■ **PROBLEM DESCRIPTION**:
Whenever a line of the data below holds the string "wanted", copy that line.

====== DATA TO USE

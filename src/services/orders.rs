//! Order placement and retrieval.

use std::collections::HashMap;
use std::sync::Arc;
use tracing::{debug, error, info, instrument};

use super::finish;
use crate::cart::{Cart, PlaceOrderRequest};
use crate::error::{FieldErrors, OrderError, OrderResult};
use crate::models::{NewOrder, Order, OrderAggregate, OrderItem, OrderLine, Product, UserId};
use crate::pricing::{max_order_total, Quote};
use crate::repositories::{OrderRepository, PaymentMethodRepository, ProductRepository};
use crate::{UnitOfWork, UnitOfWorkSession};

pub struct OrderService<U> {
    uow: Arc<U>,
}

impl<U: UnitOfWork> OrderService<U> {
    pub fn new(uow: Arc<U>) -> Self {
        Self { uow }
    }

    /// Turns a cart into a committed order.
    ///
    /// Shape errors are reported before a transaction is opened. Referential
    /// and stock errors are found after the product rows are locked and
    /// before anything is written. Every write happens in one unit of work.
    #[instrument(skip(self, request), fields(user_id = %user, lines = request.items.len()))]
    pub async fn place_order(
        &self,
        user: UserId,
        request: &PlaceOrderRequest,
    ) -> OrderResult<OrderAggregate> {
        let cart = request.validate_shape().map_err(|errors| {
            debug!(%errors, "order request rejected before storage");
            OrderError::Validation(errors)
        })?;

        let session = self.uow.begin().await?;
        let products = ProductRepository::new(session.executor().clone());
        let orders = OrderRepository::new(session.executor().clone());
        let payment_methods = PaymentMethodRepository::new(session.executor().clone());
        session.register_transaction_aware(products.clone());

        let outcome = commit_pass(
            user,
            &cart,
            request.payment_method_id,
            &products,
            &orders,
            &payment_methods,
        )
        .await;

        match finish(session, outcome).await {
            Ok(aggregate) => {
                info!(order_id = aggregate.id(), total = %aggregate.order.total, "order placed");
                Ok(aggregate)
            }
            Err(OrderError::Validation(errors)) => {
                debug!(%errors, "order request rejected");
                Err(OrderError::Validation(errors))
            }
            Err(err) => {
                error!(error = %err, "order placement rolled back");
                Err(err)
            }
        }
    }

    /// Loads one order, only for its owner.
    #[instrument(skip(self), fields(user_id = %user))]
    pub async fn get_order(&self, user: UserId, order_id: i64) -> OrderResult<OrderAggregate> {
        let session = self.uow.begin().await?;
        let orders = OrderRepository::new(session.executor().clone());

        let outcome: OrderResult<OrderAggregate> = async {
            let order = orders.find_by_id(order_id).await?.ok_or(OrderError::NotFound)?;
            authorize(&order, user)?;
            orders
                .load_aggregates(vec![order])
                .await?
                .pop()
                .ok_or(OrderError::NotFound)
        }
        .await;

        finish(session, outcome).await
    }

    /// Order history of one user, newest first.
    #[instrument(skip(self), fields(user_id = %user))]
    pub async fn list_orders(&self, user: UserId) -> OrderResult<Vec<OrderAggregate>> {
        let session = self.uow.begin().await?;
        let orders = OrderRepository::new(session.executor().clone());

        let outcome: OrderResult<Vec<OrderAggregate>> = async {
            let owned = orders.find_by_user(user).await?;
            Ok(orders.load_aggregates(owned).await?)
        }
        .await;

        finish(session, outcome).await
    }
}

/// Explicit ownership capability on a loaded order.
fn authorize(order: &Order, user: UserId) -> OrderResult<()> {
    if order.is_owned_by(user) {
        Ok(())
    } else {
        debug!(order_id = order.id, "order belongs to another user");
        Err(OrderError::NotOwned)
    }
}

async fn commit_pass(
    user: UserId,
    cart: &Cart,
    payment_method_id: Option<i64>,
    products: &ProductRepository,
    orders: &OrderRepository,
    payment_methods: &PaymentMethodRepository,
) -> OrderResult<OrderAggregate> {
    let mut locked = products.lock_for_order(&cart.product_ids()).await?;

    let mut errors = check_availability(cart, &locked);
    if let Some(id) = payment_method_id {
        if payment_methods.find_owned(id, user).await?.is_none() {
            errors.add(
                "payment_method_id",
                "The selected payment method id is invalid.",
            );
        }
    }
    errors.into_result()?;

    let quote = Quote::price(cart, &locked)?;
    if quote.exceeds_order_limit() {
        let mut errors = FieldErrors::new();
        errors.add(
            "items",
            format!("The order total may not be greater than {}.", max_order_total()),
        );
        return Err(errors.into());
    }

    let order = orders
        .create(&NewOrder {
            user_id: user,
            total: quote.total,
            payment_method_id,
        })
        .await?;

    let mut items: Vec<OrderItem> = Vec::with_capacity(quote.lines.len());
    for line in &quote.lines {
        items.push(orders.add_item(order.id, line).await?);
    }

    for line in &quote.lines {
        let remaining = products.decrement_stock(line.product_id, line.quantity).await?;
        if let Some(product) = locked.get_mut(&line.product_id) {
            product.stock = remaining;
        }
    }

    Ok(assemble(order, items, &locked))
}

/// Reports unknown products and carts asking for more than is in stock.
///
/// Quantities for a product are summed across lines before comparing.
fn check_availability(cart: &Cart, products: &HashMap<i64, Product>) -> FieldErrors {
    let requested = cart.requested_quantities();
    let mut errors = FieldErrors::new();

    for (index, line) in cart.lines().iter().enumerate() {
        let Some(product) = products.get(&line.product_id) else {
            errors.add(
                format!("items.{index}.product_id"),
                format!("The selected items.{index}.product_id is invalid."),
            );
            continue;
        };

        let wanted = requested.get(&line.product_id).copied().unwrap_or(0);
        if wanted > i64::from(product.stock) {
            errors.add(
                format!("items.{index}.quantity"),
                format!(
                    "Only {} units of {} are available.",
                    product.stock, product.name
                ),
            );
        }
    }
    errors
}

fn assemble(order: Order, items: Vec<OrderItem>, products: &HashMap<i64, Product>) -> OrderAggregate {
    let order_items = items
        .into_iter()
        .filter_map(|item| {
            products.get(&item.product_id).map(|product| OrderLine {
                product: product.clone(),
                item,
            })
        })
        .collect();

    OrderAggregate { order, order_items }
}
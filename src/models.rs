//! Storage records and the order aggregate returned to callers.

use chrono::{DateTime, Utc};
use rust_decimal::Decimal;
use serde::{Deserialize, Serialize};
use std::fmt;
use std::str::FromStr;

/// Identity of the authenticated caller.
#[derive(Debug, Clone, Copy, PartialEq, Eq, Hash, Serialize, Deserialize)]
#[serde(transparent)]
pub struct UserId(pub i64);

impl fmt::Display for UserId {
    fn fmt(&self, f: &mut fmt::Formatter<'_>) -> fmt::Result {
        write!(f, "{}", self.0)
    }
}

#[derive(Debug, Clone, PartialEq, Serialize)]
pub struct Product {
    pub id: i64,
    pub name: String,
    pub description: Option<String>,
    pub price: Decimal,
    pub sale_price: Option<Decimal>,
    pub on_sale: bool,
    pub stock: i32,
    pub category_id: i64,
    pub created_at: DateTime<Utc>,
}

/// Input for inserting a product.
#[derive(Debug, Clone)]
pub struct NewProduct {
    pub name: String,
    pub description: Option<String>,
    pub price: Decimal,
    pub sale_price: Option<Decimal>,
    pub on_sale: bool,
    pub stock: i32,
    pub category_id: i64,
}

#[derive(Debug, Clone, PartialEq, Serialize)]
pub struct Order {
    pub id: i64,
    pub user_id: UserId,
    pub total: Decimal,
    pub payment_method_id: Option<i64>,
    pub created_at: DateTime<Utc>,
}

impl Order {
    /// Capability check used by every read of a single order.
    pub fn is_owned_by(&self, user: UserId) -> bool {
        self.user_id == user
    }
}

/// Input for inserting an order header.
#[derive(Debug, Clone)]
pub struct NewOrder {
    pub user_id: UserId,
    pub total: Decimal,
    pub payment_method_id: Option<i64>,
}

#[derive(Debug, Clone, PartialEq, Serialize)]
pub struct OrderItem {
    pub id: i64,
    pub order_id: i64,
    pub product_id: i64,
    pub quantity: i32,
    pub unit_price: Decimal,
    pub created_at: DateTime<Utc>,
}

/// A line item together with the product it refers to.
#[derive(Debug, Clone, PartialEq, Serialize)]
pub struct OrderLine {
    #[serde(flatten)]
    pub item: OrderItem,
    pub product: Product,
}

/// An order with its line items and their products.
#[derive(Debug, Clone, PartialEq, Serialize)]
pub struct OrderAggregate {
    #[serde(flatten)]
    pub order: Order,
    pub order_items: Vec<OrderLine>,
}

impl OrderAggregate {
    pub fn id(&self) -> i64 {
        self.order.id
    }

    /// Sum of the snapshotted line prices.
    pub fn items_total(&self) -> Decimal {
        self.order_items
            .iter()
            .map(|line| line.item.unit_price * Decimal::from(line.item.quantity))
            .sum()
    }
}

#[derive(Debug, Clone, Copy, PartialEq, Eq, Serialize, Deserialize)]
#[serde(rename_all = "snake_case")]
pub enum PaymentMethodType {
    CreditCard,
    Paypal,
    BankTransfer,
}

impl PaymentMethodType {
    pub fn as_str(&self) -> &'static str {
        match self {
            PaymentMethodType::CreditCard => "credit_card",
            PaymentMethodType::Paypal => "paypal",
            PaymentMethodType::BankTransfer => "bank_transfer",
        }
    }

    pub fn requires_card_details(&self) -> bool {
        matches!(self, PaymentMethodType::CreditCard)
    }
}

#[derive(Debug, thiserror::Error)]
#[error("unknown payment method type: {0}")]
pub struct UnknownPaymentMethodType(pub String);

impl FromStr for PaymentMethodType {
    type Err = UnknownPaymentMethodType;

    fn from_str(s: &str) -> Result<Self, Self::Err> {
        match s {
            "credit_card" => Ok(PaymentMethodType::CreditCard),
            "paypal" => Ok(PaymentMethodType::Paypal),
            "bank_transfer" => Ok(PaymentMethodType::BankTransfer),
            other => Err(UnknownPaymentMethodType(other.to_string())),
        }
    }
}

#[derive(Debug, Clone, PartialEq, Serialize)]
pub struct PaymentMethod {
    pub id: i64,
    pub user_id: UserId,
    #[serde(rename = "type")]
    pub kind: PaymentMethodType,
    pub card_number: Option<String>,
    pub card_holder_name: Option<String>,
    pub expiration_date: Option<String>,
    pub is_default: bool,
    pub created_at: DateTime<Utc>,
}

/// Input for inserting a payment method.
#[derive(Debug, Clone)]
pub struct NewPaymentMethod {
    pub user_id: UserId,
    pub kind: PaymentMethodType,
    pub card_number: Option<String>,
    pub card_holder_name: Option<String>,
    pub expiration_date: Option<String>,
    pub is_default: bool,
}
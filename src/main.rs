use anyhow::Context;
use sqlx::postgres::PgPoolOptions;
use tokio::net::TcpListener;
use tracing::info;

use storefront_orders::config::AppConfig;
use storefront_orders::http::{self, AppState};
use storefront_orders::logging::init_logging;

#[tokio::main]
async fn main() -> anyhow::Result<()> {
    let config = AppConfig::load().context("failed to load configuration")?;
    init_logging(&config.log);

    let pool = PgPoolOptions::new()
        .max_connections(config.database.max_connections)
        .connect(&config.database.url)
        .await
        .context("failed to connect to database")?;

    let state = AppState::new(pool, &config.auth).context("invalid auth.user_header")?;
    let app = http::router(state);

    let addr = format!("{}:{}", config.server.host, config.server.port);
    let listener = TcpListener::bind(&addr)
        .await
        .with_context(|| format!("failed to bind {addr}"))?;
    info!(%addr, "storefront orders listening");

    axum::serve(listener, app)
        .with_graceful_shutdown(shutdown_signal())
        .await
        .context("server error")?;

    info!("storefront orders stopped");
    Ok(())
}

async fn shutdown_signal() {
    if tokio::signal::ctrl_c().await.is_err() {
        std::future::pending::<()>().await;
    }
}
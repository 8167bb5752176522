//! Inbound order request and its shape validation.

use serde::{Deserialize, Serialize};
use std::collections::BTreeMap;
use validator::Validate;

use crate::error::FieldErrors;

#[derive(Debug, Clone, Default, Deserialize, Validate)]
pub struct PlaceOrderRequest {
    #[serde(default)]
    #[validate(length(min = 1, message = "The items field is required."))]
    pub items: Vec<CartLineRequest>,
    #[serde(default)]
    pub payment_method_id: Option<i64>,
}

#[derive(Debug, Clone, Default, Deserialize, Serialize, Validate)]
pub struct CartLineRequest {
    #[serde(default)]
    #[validate(required(message = "The product id field is required."))]
    pub product_id: Option<i64>,
    #[serde(default)]
    #[validate(
        required(message = "The quantity field is required."),
        range(min = 1, max = 2147483647, message = "The quantity must be at least 1.")
    )]
    pub quantity: Option<i64>,
}

impl CartLineRequest {
    pub fn new(product_id: i64, quantity: i64) -> Self {
        Self {
            product_id: Some(product_id),
            quantity: Some(quantity),
        }
    }
}

impl PlaceOrderRequest {
    pub fn new(items: Vec<CartLineRequest>, payment_method_id: Option<i64>) -> Self {
        Self {
            items,
            payment_method_id,
        }
    }

    /// Checks the request shape without touching storage.
    pub fn validate_shape(&self) -> Result<Cart, FieldErrors> {
        let mut errors = FieldErrors::new();
        if let Err(report) = self.validate() {
            errors.extend_from_validator("", &report);
        }

        let mut lines = Vec::with_capacity(self.items.len());
        for (index, item) in self.items.iter().enumerate() {
            if let Err(report) = item.validate() {
                errors.extend_from_validator(&format!("items.{index}."), &report);
                continue;
            }
            if let (Some(product_id), Some(quantity)) = (item.product_id, item.quantity) {
                // range validation bounds the quantity to i32
                if let Ok(quantity) = i32::try_from(quantity) {
                    lines.push(CartLine { product_id, quantity });
                }
            }
        }

        errors.into_result()?;
        Ok(Cart { lines })
    }
}

#[derive(Debug, Clone, Copy, PartialEq, Eq)]
pub struct CartLine {
    pub product_id: i64,
    pub quantity: i32,
}

/// A non-empty cart whose lines all passed shape validation.
#[derive(Debug, Clone, PartialEq, Eq)]
pub struct Cart {
    lines: Vec<CartLine>,
}

impl Cart {
    #[cfg(test)]
    pub(crate) fn from_lines(lines: Vec<CartLine>) -> Self {
        Self { lines }
    }

    pub fn lines(&self) -> &[CartLine] {
        &self.lines
    }

    /// Distinct product ids in ascending order, the order rows are locked in.
    pub fn product_ids(&self) -> Vec<i64> {
        self.requested_quantities().into_keys().collect()
    }

    /// Total quantity requested per product across all lines.
    pub fn requested_quantities(&self) -> BTreeMap<i64, i64> {
        let mut totals = BTreeMap::new();
        for line in &self.lines {
            *totals.entry(line.product_id).or_insert(0i64) += i64::from(line.quantity);
        }
        totals
    }
}
//! HTTP surface: order placement, order reads and payment method bookkeeping.

pub mod auth;
pub mod extract;
pub mod orders;
pub mod payment_methods;
pub mod response;

use axum::{
    http::{header::InvalidHeaderName, HeaderName},
    middleware::from_fn_with_state,
    routing::{get, post, put},
    Router,
};
use sqlx::PgPool;
use std::sync::Arc;

use crate::config::AuthConfig;
use crate::services::{OrderService, PaymentMethodService};
use crate::PostgresUnitOfWork;

pub use auth::AuthenticatedUser;
pub use extract::{JsonBody, JsonPayload};
pub use response::ApiError;

#[derive(Clone)]
pub struct AppState {
    pub orders: Arc<OrderService<PostgresUnitOfWork>>,
    pub payment_methods: Arc<PaymentMethodService<PostgresUnitOfWork>>,
    /// Request header carrying the authenticated user id.
    pub user_header: HeaderName,
}

impl AppState {
    pub fn new(pool: PgPool, auth: &AuthConfig) -> Result<Self, InvalidHeaderName> {
        let uow = Arc::new(PostgresUnitOfWork::new(Arc::new(pool)));
        Ok(Self {
            orders: Arc::new(OrderService::new(uow.clone())),
            payment_methods: Arc::new(PaymentMethodService::new(uow)),
            user_header: HeaderName::try_from(auth.user_header.as_str())?,
        })
    }
}

/// Every route requires an authenticated user.
pub fn router(state: AppState) -> Router {
    Router::new()
        .route("/orders", post(orders::place_order))
        .route("/orders/{id}", get(orders::get_order))
        .route("/user/orders", get(orders::order_history))
        .route(
            "/user/payment-methods",
            get(payment_methods::list).post(payment_methods::add),
        )
        .route(
            "/user/payment-methods/{id}",
            put(payment_methods::update).delete(payment_methods::remove),
        )
        .route_layer(from_fn_with_state(state.clone(), auth::require_user))
        .with_state(state)
}
//! Storefront order placement.
//!
//! Carts become orders inside a single PostgreSQL unit of work: products are
//! locked and checked, priced once, and the order, its line items and the
//! stock decrements commit or roll back together.

pub mod cart;
pub mod config;
pub mod error;
pub mod executor;
pub mod http;
pub mod logging;
pub mod models;
pub mod pricing;
pub mod repositories;
pub mod services;
pub mod transaction_aware;
pub mod unit_of_work;

pub use cart::{Cart, CartLine, CartLineRequest, PlaceOrderRequest};
pub use error::{FieldErrors, OrderError, OrderResult, PaymentMethodError};
pub use executor::{Executor, TransactionGuard};
pub use pricing::{PricedLine, Quote};
pub use services::{
    AddPaymentMethodRequest, OrderService, PaymentMethodService, UpdatePaymentMethodRequest,
};
pub use transaction_aware::{TransactionAware, TransactionError, TransactionResult};
pub use unit_of_work::{PostgresUnitOfWork, PostgresUnitOfWorkSession, UnitOfWork, UnitOfWorkSession};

============

■ **SOLUTION FOR THIS EXERCISE**:
        let wanted = requested.get(&line.product_id).copied().unwrap_or(0);
        if wanted > i64::from(product.stock) {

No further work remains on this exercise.